After many years of being ignorant about my mula bandha (or any of my bandhas), I attended a workshop by Kino Mcgregor that would change my yoga practice forever. For those of you who live under a stone and don't know who Kino is, she is the yoga goddess who was the youngest certified Ashtanga teacher by Guruji himself.  Kino taught an Ashtanga weekend here at Moksha Chicago. During that weekend I had the priviledge of taking two classes with her: One was a workshop on Bakasana, and the other was a guided Ashtanga yoga practice. In the first workshop, 5 minutes into the class, Kino told us a funny little story about how yoginis will use capri pants in 100 degree weather because they rely on friction to hold their Bakasanas. Right then and there, I thought that Kino had some creepy super powers... Awkwardly, I was wearing capri pants, it was the middle of Summer, and my wardrobe choice was made under consideration of friction helping me hold Bakasana... Creeppy... Anyhow, the little tidbit that would come to change my practice was that the capri pant trick I had pulled would become obsolete, if we squeezed our mula bandhas, Kino said.

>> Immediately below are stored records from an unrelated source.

//! Page Flows
//!
//! The three behaviours of the back-office pages, written against ports:
//!
//! - **guard**: protected pages bounce to the login page without a token
//! - **login**: validate the form, exchange credentials, admit admins only
//! - **dashboard**: fetch counters, wipe the session on 401
//!
//! Flows never touch the network, storage or screen directly. They go
//! through [`Ports`], so the same code drives the CLI and the tests.

mod dashboard;
mod guard;
mod loading;
mod login;

#[cfg(test)]
pub(crate) mod test_support;

pub use dashboard::{counter_values, DashboardFlow, DashboardState};
pub use guard::{ensure_authenticated, logout, redirect_if_authenticated, GuardOutcome, LoginPage};
pub use loading::LoadingPolicy;
pub use login::{
    validate, LoginError, LoginFlow, LoginSettings, ValidationError, DEFAULT_ADMIN_ROLE,
};

use crate::client::AdminApi;
use crate::session::SessionStore;
use crate::ui::{Navigator, Presenter};

/// Everything a flow is allowed to touch
#[derive(Clone, Copy)]
pub struct Ports<'a> {
    pub api: &'a dyn AdminApi,
    pub store: &'a dyn SessionStore,
    pub presenter: &'a dyn Presenter,
    pub navigator: &'a dyn Navigator,
}

impl<'a> Ports<'a> {
    pub fn new(
        api: &'a dyn AdminApi,
        store: &'a dyn SessionStore,
        presenter: &'a dyn Presenter,
        navigator: &'a dyn Navigator,
    ) -> Self {
        Self {
            api,
            store,
            presenter,
            navigator,
        }
    }
}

What in the world was a mula bandha after all???? Obviously it was not the Indian version of waldo, if I had to squeeze it to hold a pose. Maybe it was a muscle in my arm or in my core... But it turned out to be neither. Kino clarified that squeezing your mula bandha meant squeezing your anus, your pelvic floor! After 5 years of yoga practice, I had finally understood what mula bandha was... I tried it out for the first time, and it worked like a charm! I held my first bakasana since having a c-section 6 weeks ago!!! I had been dreading this workshopin the weeks prior to it as I have had a really hard time using my core in my practice since having the baby. But, guess what? Mula bandha unlocked the kind of core strength I did not know I had. But how can your anus have anything to do with holding an arm balance? Turns out it has everything to do with it.

When we squeeze our anus, as Kino put it, the perineal floor is lifted and it stimulates our core abdominal muscles to also lift and hold, it helps our body align, and our chest and back are able to lengthen. It has a butterfly effect of sorts impacting our whole body during class. By squeezing my mula bandha I was able to get into bakasana, titibasana, kukkutasana.... All poses that I thought my arms were too weak to perform, but guess what? I was not too weak, I wasn't unleashing the power of my anus!

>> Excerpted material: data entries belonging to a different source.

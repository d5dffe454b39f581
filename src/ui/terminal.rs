//! Terminal rendering of the presentation ports
//!
//! Counters go to stdout so they can be piped; the loading indicator,
//! field errors and navigation notices go to stderr.

use super::{Counter, Field, Navigator, Page, Presenter};
use std::collections::HashMap;
use std::io::Write;
use std::sync::Mutex;

#[derive(Debug, Default)]
struct ViewState {
    loading: bool,
    field_errors: HashMap<Field, String>,
    page: Option<Page>,
}

/// Presenter and navigator for the command line
#[derive(Debug, Default)]
pub struct TerminalView {
    state: Mutex<ViewState>,
}

impl TerminalView {
    pub fn new() -> Self {
        Self::default()
    }

    /// Last page navigated to, if any
    pub fn current_page(&self) -> Option<Page> {
        self.state.lock().ok().and_then(|s| s.page)
    }

    /// Error text currently set on a field
    pub fn field_error(&self, field: Field) -> Option<String> {
        self.state
            .lock()
            .ok()
            .and_then(|s| s.field_errors.get(&field).cloned())
    }

    pub fn is_loading(&self) -> bool {
        self.state.lock().map(|s| s.loading).unwrap_or(false)
    }
}

impl Presenter for TerminalView {
    fn show_loading(&self) {
        if let Ok(mut state) = self.state.lock() {
            state.loading = true;
        }
        eprint!("Loading...");
        let _ = std::io::stderr().flush();
    }

    fn hide_loading(&self) {
        let was_loading = match self.state.lock() {
            Ok(mut state) => std::mem::replace(&mut state.loading, false),
            Err(_) => false,
        };
        if was_loading {
            // wipe the indicator line
            eprint!("\r{}\r", " ".repeat("Loading...".len()));
            let _ = std::io::stderr().flush();
        }
    }

    fn set_field_error(&self, field: Field, message: &str) {
        tracing::debug!(element = field.error_element(), message, "Field error text");
        if let Ok(mut state) = self.state.lock() {
            if message.is_empty() {
                state.field_errors.remove(&field);
            } else {
                state.field_errors.insert(field, message.to_string());
            }
        }
        if !message.is_empty() {
            eprintln!("\r{}: {}", field.label(), message);
        }
    }

    fn animate_counter(&self, counter: Counter, value: u64) {
        println!("{:<16} {:>10}", counter.label(), value);
    }
}

impl Navigator for TerminalView {
    fn navigate(&self, page: Page) {
        if let Ok(mut state) = self.state.lock() {
            state.page = Some(page);
        }
        tracing::debug!(%page, "Navigating");
    }
}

Yoga teaches me everyday that things I don't expect to be interrelated, in fact, are very much so. It teaches me that everything affects everything else in my body.  For example, who knew that stretching your butt muscles (your piriformis), makes all the difference to do the splits? Or that squeezing your anus would help you hold an arm balance? I certainly had no idea. So yoga has made me notice these little unexpected connections in my body, and in that I am also learning to look outwards into my life and find the same type of unexpected connections. What about you? What has your yoga practice taught you?

Posted on October 6, 2015 and filed under Articles about Yoga.